Когда до Перрина оставались считаные шаги, Масима, подняв руку, остановил своих людей. Откинул капюшон и обвел горящим взглядом спешившихся двуреченцев с луками в руках. Масима словно не замечал, что на его голый череп падают снежинки. Его спутник, крупный мужчина с мечом за спиной и еще одним, у седла, капюшона не опускал, но Перрину показалось, что у того тоже бритая голова. Он ухитрялся одновременно и с равным вниманием рассматривать колонну и следить за Масимой. Его темные глаза горели почти таким же огнем, как у Масимы. Перрин подумал, не начать ли разговор с такого расстояния – на котором стрела, выпущенная из двуреченского длинного лука, не только пробьет кирасу, но и выйдет из спины того, кто эту кирасу носит. И еще он размышлял, стоит ли упоминать о шончан. Скрытность – таков был совет Берелейн. Пожалуй, в сложившихся обстоятельствах скрытность очень кстати.

– Вы выступили мне навстречу? – резко сказал Масима. Даже голос его был преисполнен напряжения. С языка его не слетало ничего случайного, ничего обыденного. Все, что он говорил, было важно. Внезапная его улыбка показалась кривой из-за бледного треугольного шрама на щеке. Во всяком случае, теплоты в ней не было и в помине. – Не важно. Я уже здесь. Как вы, несомненно, поняли, все те, кто следует за лордом Драконом Возрожденным – да осияет Свет его имя! – отказались остаться. Я не мог требовать от них этого. Они, как и я, служат ему.

Взору Перрина предстала огненная волна, прокатившаяся через Амадицию, устремившаяся в Алтару, а то и дальше, оставляя после себя смерть и опустошение. Он сделал глубокий вздох, легкие наполнились холодом.
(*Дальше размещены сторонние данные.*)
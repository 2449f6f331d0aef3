//! Domain error types
//!
//! Pure business-rule failures, independent of the web and storage layers.

use rust_decimal::Decimal;
use thiserror::Error;

use super::Currency;

/// Business rule violations raised by the ledger and the services.
#[derive(Debug, Error, Clone, PartialEq)]
pub enum DomainError {
    /// Currency is outside the catalog, or outside the account's currency set.
    #[error("Currency {code} is not supported by this account")]
    UnsupportedCurrency { code: String },

    /// Outbound amount exceeds the current balance for that currency.
    #[error("Insufficient balance: account has {available} {currency}, but the transaction requires {required} {currency}")]
    InsufficientBalance {
        currency: Currency,
        required: Decimal,
        available: Decimal,
    },

    /// Amount failed defensive validation (zero, negative, malformed).
    #[error("Invalid amount: {0}")]
    InvalidAmount(String),
}

impl DomainError {
    pub fn unsupported_currency(code: impl Into<String>) -> Self {
        Self::UnsupportedCurrency { code: code.into() }
    }

    pub fn insufficient_balance(
        currency: Currency,
        required: Decimal,
        available: Decimal,
    ) -> Self {
        Self::InsufficientBalance {
            currency,
            required,
            available,
        }
    }
}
Фэйли важнее всего. Важнее всего! Если ему суждено гореть за это, так тому и быть.

– Веди своих людей на восток. – Перрина поразило, сколь непреклонно прозвучал его собственный голос. – Когда смогу, я вас нагоню. Мою жену похитили айильцы, и я направляюсь на юг, чтобы ее вернуть.

Впервые он увидел, как изумился Масима.

– Айил? Так это не пустые слухи? – Масима окинул хмурым взором Хранительниц Мудрости на другой стороне колонны. – На юг, говоришь? – Сложив руки в перчатках на луке седла, он повернул голову, посмотрел на Перрина. От него пахло безумием; больше ничего Перрин не мог разобрать в его запахе, одно только безумие. – Я поеду с тобой, – наконец промолвил Масима, словно бы решившись. Странно, он же горел нетерпением и хотел без проволочек явиться к Ранду. Если его, во всяком случае, не коснется при этом Сила. – Пойдут все, кто следует за лордом Драконом Возрожденным – да осияет Свет его имя! На благо Света – убивать айильских дикарей. – Он кинул быстрый взгляд в сторону Хранительниц Мудрости, и улыбка его стала еще холоднее.